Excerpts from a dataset

◆ ◆ ◆ ◆

use std::path::PathBuf;

use chrono::NaiveDateTime;
use prime_agent::{ProfileOutcome, TurnOutcome};
use prime_core::governor::{CapabilityRecord, Transition};
use prime_core::model::{ActionResult, EnvSnapshot, StepKind};
use prime_core::runlog::RunSummary;
use prime_core::sessions::SessionRecord;
use prime_exec::ReplayReport;
use prime_query::SearchHit;
use serde_json::{json, Value};

use super::OutputFormat;

pub fn format_turn(outcome: &TurnOutcome, fmt: OutputFormat) -> String {
    match fmt {
        OutputFormat::Json => serde_json::to_string_pretty(outcome).unwrap_or_default(),
        OutputFormat::Text => format_turn_text(outcome),
    }
}

fn format_turn_text(outcome: &TurnOutcome) -> String {
    let report = &outcome.report;
    let mut out = String::new();
    out.push_str(&format!("Run:     {}\n", outcome.run));
    out.push_str(&format!("Session: {} ({})\n", outcome.session, outcome.mode));
    out.push_str(&format!(
        "Actions: {} ok / {} ({} cached)\n",
        report.ok_count(),
        report.results.len(),
        report.hit_count()
    ));
    out.push_str(&format_results(&report.results));
    if !report.violations.is_empty() {
        out.push_str(&format!("Violations: {}\n", report.violations.len()));
        for v in &report.violations {
            out.push_str(&format!("  {:?} {} {}\n", v.kind, v.action, v.detail));
        }
    }
    if let Some(transition) = &outcome.transition {
        out.push_str(&format!("Mode:    {}\n", format_transition(transition)));
    }
    out.trim_end().to_string()
}

fn format_results(results: &[ActionResult]) -> String {
    let mut out = String::new();
    for r in results {
        let status = if r.is_ok() { "ok" } else { "error" };
        let hit = if r.cache_hit { " [cached]" } else { "" };
        match &r.error {
            Some(err) => out.push_str(&format!(
                "  {status:<5} {}{hit}  {}: {}\n",
                r.for_id, err.code, err.message
            )),
            None => out.push_str(&format!("  {status:<5} {}{hit}\n", r.for_id)),
        }
        for w in &r.warnings {
            out.push_str(&format!("        ! {w}\n"));
        }
    }
    out
}

fn format_transition(transition: &Transition) -> String {
    match transition {
        Transition::Promoted { from, to } => format!("{from} -> {to} (promoted)"),
        Transition::Demoted { from, to, severe } => {
            let why = if *severe { "severe breach" } else { "repeated violations" };
            format!("{from} -> {to} (demoted: {why})")
        }
    }
}

pub fn format_profile(outcome: &ProfileOutcome, fmt: OutputFormat) -> String {
    match fmt {
        OutputFormat::Json => serde_json::to_string_pretty(outcome).unwrap_or_default(),
        OutputFormat::Text => {
            let mut out = format!("Session: {}\n", outcome.session);
            out.push_str(&format_caps(&outcome.caps));
            out.push_str(&format!("Mode:    {}", outcome.mode));
            out
        }
    }
}

fn format_caps(caps: &CapabilityRecord) -> String {
    let mut out = String::new();
    for (probe, score) in &caps.scores {
        let name = probe.file_name().trim_end_matches(".md");
        out.push_str(&format!("  {name:<20} {score:.2}\n"));
    }
    out.push_str(&format!("Brilliance: {:.3}\n", caps.brilliance));
    out
}

pub fn format_replay(source: &str, run: &str, report: &ReplayReport, fmt: OutputFormat) -> String {
    match fmt {
        OutputFormat::Json => serde_json::to_string_pretty(&json!({
            "source": source,
            "run": run,
            "results": report.results,
            "missing": report.missing,
        }))
        .unwrap_or_default(),
        OutputFormat::Text => {
            let mut out = format!("Replayed {source} into {run}\n");
            out.push_str(&format_results(&report.results));
            if report.missing.is_empty() {
                out.push_str("All actions served from cache.");
            } else {
                out.push_str(&format!(
                    "Missing cache entries: {}",
                    report.missing.join(", ")
                ));
            }
            out
        }
    }
}

fn session_json(session: &SessionRecord) -> Value {
    json!({
        "id": session.id,
        "backend": session.backend,
        "model": session.model,
        "created_at": session.created_at,
        "caps": session.caps,
        "clg": session.clg,
    })
}

pub fn format_session(session: &SessionRecord, fmt: OutputFormat) -> String {
    match fmt {
        OutputFormat::Json => serde_json::to_string_pretty(&session_json(session)).unwrap_or_default(),
        OutputFormat::Text => {
            let clg = &session.clg;
            let mut out = String::new();
            out.push_str(&format!("Session: {}\n", session.id));
            out.push_str(&format!("Backend: {} / {}\n", session.backend, session.model));
            out.push_str(&format!(
                "Created: {}\n",
                session.created_at.format("%Y-%m-%d %H:%M")
            ));
            out.push_str(&format!(
                "Mode:    {} (clean streak {}, hit streak {})\n",
                clg.mode, clg.clean_streak, clg.hit_streak
            ));
            match &session.caps {
                Some(caps) => out.push_str(&format_caps(caps)),
                None => out.push_str("Not profiled. Run `prime profile`.\n"),
            }
            if !clg.window.is_empty() {
                out.push_str("Recent turns:\n");
                for turn in &clg.window {
                    let signal = if turn.signal.is_clean() {
                        "clean".to_string()
                    } else {
                        format!(
                            "{} violation(s){}",
                            turn.signal.violations,
                            if turn.signal.severe { ", severe" } else { "" }
                        )
                    };
                    out.push_str(&format!(
                        "  {} {} {signal}",
                        turn.at.format("%Y-%m-%d %H:%M"),
                        turn.mode
                    ));
                    if let Some(t) = &turn.transition {
                        out.push_str(&format!("  {}", format_transition(t)));
                    }
                    out.push('\n');
                }
            }
            out.trim_end().to_string()
        }
    }
}

pub fn format_session_list(sessions: &[SessionRecord], fmt: OutputFormat) -> String {
    match fmt {
        OutputFormat::Json => {
            let list: Vec<Value> = sessions.iter().map(session_json).collect();
            serde_json::to_string_pretty(&list).unwrap_or_default()
        }
        OutputFormat::Text => {
            if sessions.is_empty() {
                return "No sessions found.".to_string();
            }
            let mut out = String::new();
            for s in sessions {
                let brilliance = s
                    .caps
                    .as_ref()
                    .map(|c| format!("B={:.2}", c.brilliance))
                    .unwrap_or_else(|| "unprofiled".to_string());
                out.push_str(&format!("{}  {}  {brilliance}\n", s.id, s.clg.mode));
            }
            out.trim_end().to_string()
        }
    }
}

pub fn format_run_list(runs: &[RunSummary], fmt: OutputFormat) -> String {
    match fmt {
        OutputFormat::Json => serde_json::to_string_pretty(runs).unwrap_or_default(),
        OutputFormat::Text => {
            if runs.is_empty() {
                return "No runs found.".to_string();
            }
            let mut out = String::new();
            for r in runs {
                let state = if r.finished { "" } else { "  (unfinished)" };
                let time = run_started(&r.name)
                    .map(|t| format!("  {}", t.format("%Y-%m-%d %H:%M")))
                    .unwrap_or_default();
                out.push_str(&format!(
                    "\u{25c6} {}  {} step(s){state}{time}\n",
                    r.name, r.steps
                ));
            }
            out.trim_end().to_string()
        }
    }
}

/// Start time encoded in a run name (`<YYYYmmdd_HHMMSS>_<slug>`).
fn run_started(name: &str) -> Option<NaiveDateTime> {
    let stamp = name.get(..15)?;
    NaiveDateTime::parse_from_str(stamp, "%Y%m%d_%H%M%S").ok()
}

fn step_json(index: u32, kind: &StepKind) -> Value {
    json!({
        "index": index,
        "kind": kind.label(),
        "id": kind.action_id().map(|id| id.as_str()),
    })
}

pub fn format_run_steps(
    name: &str,
    env: &EnvSnapshot,
    steps: &[(u32, StepKind, PathBuf)],
    fmt: OutputFormat,
) -> String {
    match fmt {
        OutputFormat::Json => {
            let steps: Vec<Value> = steps
                .iter()
                .map(|(index, kind, path)| {
                    let mut entry = step_json(*index, kind);
                    entry["file"] = json!(path.file_name().map(|n| n.to_string_lossy()));
                    entry
                })
                .collect();
            serde_json::to_string_pretty(&json!({
                "run": name,
                "env": env,
                "steps": steps,
            }))
            .unwrap_or_default()
        }
        OutputFormat::Text => {
            let mut out = format!("Run: {name}\n{}\n\n", env.summary().trim_end());
            for (index, kind, path) in steps {
                let id = kind.action_id().map(|id| id.as_str()).unwrap_or("");
                let file = path
                    .file_name()
                    .map(|n| n.to_string_lossy().to_string())
                    .unwrap_or_default();
                out.push_str(&format!("{index:>4}  {:<8} {id:<16} {file}\n", kind.label()));
            }
            out.trim_end().to_string()
        }
    }
}

pub fn format_step(index: u32, kind: &StepKind, content: &str, fmt: OutputFormat) -> String {
    match fmt {
        OutputFormat::Json => {
            let mut entry = step_json(index, kind);
            entry["content"] = json!(content);
            serde_json::to_string_pretty(&entry).unwrap_or_default()
        }
        OutputFormat::Text => content.trim_end().to_string(),
    }
}

pub fn format_search_hits(hits: &[SearchHit], fmt: OutputFormat) -> String {
    match fmt {
        OutputFormat::Json => serde_json::to_string_pretty(hits).unwrap_or_default(),
        OutputFormat::Text => {
            let mut out = String::new();
            for h in hits {
                out.push_str(&format!(
                    "[{}] {}  (score: {:.2})\n    {}\n",
                    h.category, h.path, h.score, h.snippet
                ));
            }
            out.trim_end().to_string()
        }
    }
}

#[cfg(test)]
mod tests {
    use super::*;

    #[test]
    fn test_run_started_parses_name_prefix() {
        let time = run_started("20261019_143005_read-hello").unwrap();
        assert_eq!(time.format("%Y-%m-%d %H:%M:%S").to_string(), "2026-10-19 14:30:05");
        assert!(run_started("read-hello").is_none());
    }

    #[test]
    fn test_run_list_shows_start_time() {
        let runs = [RunSummary {
            name: "20261019_143005_read-hello".into(),
            path: PathBuf::from("/tmp/x"),
            steps: 4,
            finished: true,
        }];
        let text = format_run_list(&runs, OutputFormat::Text);
        assert!(text.contains("4 step(s)  2026-10-19 14:30"), "{text}");
    }
}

◆ ◆ ◆ ◆

Exercise instructions: Filter the records above, keeping each line that contains the word "collect".

Output for this task:
            let list: Vec<Value> = sessions.iter().map(session_json).collect();
                .collect();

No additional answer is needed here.